COVID-19. Impacto mundial, desigualdades sanitarias y vacunación
COVID-19. Impacto mundial, desigualdades sanitarias y vacunación

COVID-19. Impacto mundial, desigualdades sanitarias y vacunación

La COVID-19 constituye uno de los acontecimientos sanitarios de mayor magnitud del siglo XXI. La enfermedad, causada por el coronavirus SARS-CoV-2, produjo una crisis sanitaria mundial caracterizada por una transmisión sostenida entre poblaciones, una elevada demanda de atención médica y una mortalidad considerable, particularmente entre personas de edad avanzada y personas con determinadas enfermedades subyacentes. Hasta noviembre de 2024 se habían comunicado a nivel mundial aproximadamente 7,1 millones de muertes atribuidas a la COVID-19, cifra correspondiente a las defunciones notificadas oficialmente a los sistemas internacionales de vigilancia. Este número debe interpretarse como un recuento de mortalidad reportada y no como una medición completa del impacto demográfico de la pandemia, debido a las diferencias internacionales en las capacidades diagnósticas, los sistemas de registro de defunciones, los criterios de certificación de la causa de muerte y la intensidad de la vigilancia epidemiológica. Un informe de evaluación mundial publicado por la Organización Mundial de la Salud señaló que, al 27 de octubre de 2024, se habían comunicado más de 7 millones de muertes y que, hacia septiembre de ese año, la cifra acumulada se aproximaba a 7,1 millones.

La magnitud real de la mortalidad asociada con la pandemia es considerablemente más difícil de determinar que el número de defunciones oficialmente atribuidas a la COVID-19. Para abordar esta limitación se utiliza el concepto de mortalidad excesiva, definido como la diferencia entre el número de muertes observadas durante un periodo determinado y el número de muertes que se habría esperado en ausencia de la pandemia, considerando las tendencias históricas de mortalidad. Este indicador incluye tanto las defunciones directamente ocasionadas por la infección por SARS-CoV-2 que no fueron identificadas o registradas como tales, como las muertes indirectamente relacionadas con la pandemia. Entre estas últimas se encuentran aquellas producidas por retrasos o interrupciones en la atención de enfermedades no transmisibles, dificultades para acceder a servicios sanitarios, interrupciones de programas preventivos y otros efectos derivados de la sobrecarga de los sistemas de salud y de las alteraciones sociales y económicas.

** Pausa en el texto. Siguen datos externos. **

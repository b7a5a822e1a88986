//! Announce workers.

use crate::{
    LedgerError, ProvideLedger, ReproviderConfig, ReproviderError, RoutingClient, RoutingError,
    reprovider::summary::SweepCounters,
};
use backon::{ExponentialBuilder, Retryable};
use cid::Cid;
use std::{sync::Arc, time::Duration};
use tokio::{select, sync::mpsc, time::Instant};
use tokio_util::sync::CancellationToken;
use tracing::{debug, trace, warn};

/// An identifier due for announcement.
#[derive(Debug)]
pub(crate) struct WorkItem {
    pub(crate) cid: Cid,
    pub(crate) counters: Arc<SweepCounters>,
    /// Dropped with the item. The sweep is drained once every clone is gone.
    _drain: mpsc::Sender<()>,
}

impl WorkItem {
    pub(crate) const fn new(
        cid: Cid,
        counters: Arc<SweepCounters>,
        drain: mpsc::Sender<()>,
    ) -> Self {
        Self { cid, counters, _drain: drain }
    }
}

/// How a worker announces a single identifier.
#[derive(Debug, Clone, Copy)]
pub(crate) struct AnnouncePolicy {
    timeout: Duration,
    ttl: Duration,
    broadcast: bool,
    max_attempts: usize,
    backoff: ExponentialBuilder,
}

impl From<&ReproviderConfig> for AnnouncePolicy {
    fn from(config: &ReproviderConfig) -> Self {
        let backoff = ExponentialBuilder::default()
            .with_min_delay(config.retry_min_delay)
            .with_max_delay(config.retry_max_delay)
            .with_max_times(config.max_attempts.saturating_sub(1))
            .with_jitter();
        Self {
            timeout: config.provide_timeout,
            ttl: config.provide_ttl,
            broadcast: config.broadcast,
            max_attempts: config.max_attempts,
            backoff,
        }
    }
}

/// Pulls identifiers off the work queue and announces them.
#[derive(Debug)]
pub(crate) struct Worker<L, R> {
    pub(crate) id: usize,
    pub(crate) ledger: Arc<L>,
    pub(crate) router: Arc<R>,
    pub(crate) policy: AnnouncePolicy,
    pub(crate) queue: async_channel::Receiver<WorkItem>,
    /// Stops pulling new items.
    pub(crate) stop: CancellationToken,
    /// Abandons the announcement in flight.
    pub(crate) abort: CancellationToken,
}

impl<L, R> Worker<L, R>
where
    L: ProvideLedger + 'static,
    R: RoutingClient + 'static,
{
    /// Runs until stopped or until the queue closes.
    ///
    /// Only a ledger failure ends the worker with an error; failed announcements are logged and
    /// skipped.
    pub(crate) async fn run(self) -> Result<(), ReproviderError> {
        trace!(target: "reprovider", worker = self.id, "Worker started");
        loop {
            let item = select! {
                biased;
                _ = self.stop.cancelled() => break,
                item = self.queue.recv() => match item {
                    Ok(item) => item,
                    Err(_) => break,
                },
            };
            self.handle(item).await.inspect_err(|err| {
                warn!(target: "reprovider", worker = self.id, %err, "Worker failed");
            })?;
        }
        trace!(target: "reprovider", worker = self.id, "Worker stopped");
        Ok(())
    }

    async fn handle(&self, item: WorkItem) -> Result<(), ReproviderError> {
        let cid = item.cid;
        let Some(fresh) = self.ledger_call(move |ledger| ledger.is_fresh(&cid)).await? else {
            debug!(target: "reprovider", worker = self.id, %cid, "Abandoning freshness check");
            return Ok(());
        };
        if fresh {
            trace!(target: "reprovider", %cid, "Block became fresh while queued, skipping");
            SweepCounters::bump(&item.counters.skipped_fresh);
            tessera_macros::inc!(counter, crate::Metrics::PROVIDE_SKIPPED_FRESH_TOTAL);
            return Ok(());
        }

        let outcome = select! {
            biased;
            _ = self.abort.cancelled() => {
                debug!(target: "reprovider", worker = self.id, %cid, "Abandoning announcement");
                return Ok(());
            }
            outcome = self.announce(&cid) => outcome,
        };

        match outcome {
            Ok(()) => {
                let ttl = self.policy.ttl;
                if self.ledger_call(move |ledger| ledger.mark_fresh(&cid, ttl)).await?.is_none() {
                    debug!(
                        target: "reprovider",
                        worker = self.id,
                        %cid,
                        "Abandoning ledger update"
                    );
                    return Ok(());
                }
                SweepCounters::bump(&item.counters.announced);
                tessera_macros::inc!(counter, crate::Metrics::PROVIDE_SUCCESS_TOTAL);
                trace!(target: "reprovider", worker = self.id, %cid, "Announced block");
            }
            Err(err) => {
                SweepCounters::bump(&item.counters.failed);
                tessera_macros::inc!(counter, crate::Metrics::PROVIDE_FAILURE_TOTAL);
                warn!(
                    target: "reprovider",
                    worker = self.id,
                    %cid,
                    %err,
                    max_attempts = self.policy.max_attempts,
                    "Failed to announce block, retrying next sweep"
                );
            }
        }
        Ok(())
    }

    /// Runs `call` against the ledger on the blocking pool.
    ///
    /// Returns `None` if the worker is aborted first. The call itself is left to finish in the
    /// background.
    async fn ledger_call<T, F>(&self, call: F) -> Result<Option<T>, ReproviderError>
    where
        T: Send + 'static,
        F: FnOnce(&L) -> Result<T, LedgerError> + Send + 'static,
    {
        let ledger = Arc::clone(&self.ledger);
        let task = tokio::task::spawn_blocking(move || call(&ledger));
        select! {
            biased;
            _ = self.abort.cancelled() => Ok(None),
            joined = task => Ok(Some(joined??)),
        }
    }

    /// Announces `cid`, retrying transient failures with jittered exponential backoff.
    async fn announce(&self, cid: &Cid) -> Result<(), RoutingError> {
        let attempt = || async move {
            let deadline = Instant::now() + self.policy.timeout;
            let provide = self.router.provide(cid, self.policy.broadcast, deadline);
            tokio::time::timeout_at(deadline, provide).await.unwrap_or(Err(RoutingError::Timeout))
        };

        attempt
            .retry(self.policy.backoff)
            .sleep(tokio::time::sleep)
            .when(RoutingError::is_transient)
            .notify(|err: &RoutingError, delay: Duration| {
                tessera_macros::inc!(counter, crate::Metrics::PROVIDE_RETRIES_TOTAL);
                debug!(
                    target: "reprovider",
                    worker = self.id,
                    %cid,
                    %err,
                    ?delay,
                    "Announcement failed, backing off"
                );
            })
            .await
    }
}
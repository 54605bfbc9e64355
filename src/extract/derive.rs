//! Fields computed from a flight leg rather than copied from it.

use serde_json::Value;

use super::path::{is_truthy, lookup};

/// Sums the seat digit at the end of each `|`-delimited booking class token.
///
/// `"F9|J9|Y9"` gives 27. A token whose last character is not a digit,
/// including an empty token, counts as zero.
pub fn total_available_seats(availability: &str) -> u32 {
    availability
        .split('|')
        .map(|token| {
            token
                .chars()
                .last()
                .and_then(|c| c.to_digit(10))
                .unwrap_or(0)
        })
        .sum()
}

/// `"Yes"` when the first warning whose title mentions "Night" is not hidden.
pub fn overnight_flag(flight: &Value) -> &'static str {
    let night_warning = lookup(flight, "/Warnings")
        .and_then(Value::as_array)
        .and_then(|warnings| {
            warnings.iter().find(|w| {
                w.get("Title")
                    .and_then(Value::as_str)
                    .is_some_and(|title| title.contains("Night"))
            })
        });

    match night_warning {
        Some(w) if !w.get("Hidden").and_then(Value::as_bool).unwrap_or(false) => "Yes",
        _ => "No",
    }
}

/// Whether the leg lists any intermediate stops.
pub fn has_stops(flight: &Value) -> bool {
    is_truthy(lookup(flight, "/StopInfos"))
}

/// Splits `"2024-06-10 17:35"` into its date and time tokens.
///
/// Missing tokens come back empty.
pub fn split_date_time(value: &str) -> (String, String) {
    let mut tokens = value.split_whitespace();
    let date = tokens.next().unwrap_or_default().to_string();
    let time = tokens.next().unwrap_or_default().to_string();
    (date, time)
}
//! Optional-path access into semi-structured JSON.
//!
//! Every lookup goes through a JSON pointer (`/Warnings/0/Title`). A missing
//! key, an out-of-range index, or a type mismatch anywhere along the path
//! yields the default instead of an error.

use serde_json::Value;

/// Value at `pointer`, or `None` on any traversal failure.
pub fn lookup<'v>(value: &'v Value, pointer: &str) -> Option<&'v Value> {
    value.pointer(pointer)
}

/// Rendered text at `pointer`, or an empty string.
pub fn text_at(value: &Value, pointer: &str) -> String {
    lookup(value, pointer).map(render).unwrap_or_default()
}

/// Renders a scalar the way it appears in the CSV.
///
/// Strings as-is, numbers in JSON text form, booleans as `True`/`False`, null
/// as empty. Arrays and objects fall back to compact JSON.
pub fn render(value: &Value) -> String {
    match value {
        Value::Null => String::new(),
        Value::Bool(true) => "True".to_string(),
        Value::Bool(false) => "False".to_string(),
        Value::Number(n) => n.to_string(),
        Value::String(s) => s.clone(),
        Value::Array(_) | Value::Object(_) => value.to_string(),
    }
}

/// Whether a value counts as present: non-null, non-zero, non-empty.
pub fn is_truthy(value: Option<&Value>) -> bool {
    match value {
        None | Some(Value::Null) => false,
        Some(Value::Bool(b)) => *b,
        Some(Value::Number(n)) => n.as_f64().is_some_and(|f| f != 0.0),
        Some(Value::String(s)) => !s.is_empty(),
        Some(Value::Array(a)) => !a.is_empty(),
        Some(Value::Object(o)) => !o.is_empty(),
    }
}

#[cfg(test)]
mod tests {
    use super::*;
    use serde_json::json;

    #[test]
    fn test_text_at_nested_path() {
        let flight = json!({
            "Warnings": [{"SDLMessages": [{"Params": {"DepartAirportCode": "ORD"}}]}]
        });
        assert_eq!(
            text_at(&flight, "/Warnings/0/SDLMessages/0/Params/DepartAirportCode"),
            "ORD"
        );
    }

    #[test]
    fn test_text_at_defaults_on_missing_key() {
        let flight = json!({"Origin": "Chicago"});
        assert_eq!(text_at(&flight, "/EquipmentDisclosures/EquipmentType"), "");
    }

    #[test]
    fn test_text_at_defaults_on_index_out_of_range() {
        let flight = json!({"Warnings": [{"SDLMessages": [{}]}]});
        assert_eq!(
            text_at(&flight, "/Warnings/0/SDLMessages/1/Params/ArriveAirportCode"),
            ""
        );
    }

    #[test]
    fn test_text_at_defaults_on_type_mismatch() {
        let flight = json!({"Warnings": "none"});
        assert_eq!(text_at(&flight, "/Warnings/0/Title"), "");
    }

    #[test]
    fn test_render_scalars() {
        assert_eq!(render(&json!(80000.0)), "80000.0");
        assert_eq!(render(&json!(645)), "645");
        assert_eq!(render(&json!("USD")), "USD");
        assert_eq!(render(&json!(true)), "True");
        assert_eq!(render(&Value::Null), "");
    }

    #[test]
    fn test_is_truthy() {
        assert!(!is_truthy(None));
        assert!(!is_truthy(Some(&Value::Null)));
        assert!(!is_truthy(Some(&json!([]))));
        assert!(!is_truthy(Some(&json!(""))));
        assert!(!is_truthy(Some(&json!(0))));
        assert!(is_truthy(Some(&json!([{"Airport": "FRA"}]))));
        assert!(is_truthy(Some(&json!({"a": 1}))));
    }
}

La estimación mundial más sólida de mortalidad excesiva realizada por la Organización Mundial de la Salud para el periodo comprendido entre enero de 2020 y diciembre de 2021 calculó aproximadamente 14,9 millones de muertes excesivas, con un intervalo de incertidumbre de 13,3 a 16,6 millones. El análisis científico que sustentó esta estimación calculó 14,83 millones de muertes excesivas, frente a 5,42 millones de muertes notificadas como causadas por COVID-19 durante ese mismo periodo, lo que representa aproximadamente 2,74 veces el número de defunciones oficialmente notificadas. Por tanto, la afirmación de que la mortalidad excesiva podría alcanzar aproximadamente el doble de las muertes notificadas expresa correctamente la idea fundamental de que el recuento oficial subestimó sustancialmente el impacto de la pandemia, aunque debe aclararse que la estimación de 14,9 millones corresponde específicamente a 2020 y 2021 y no constituye una estimación completa de toda la mortalidad excesiva acumulada hasta noviembre de 2024.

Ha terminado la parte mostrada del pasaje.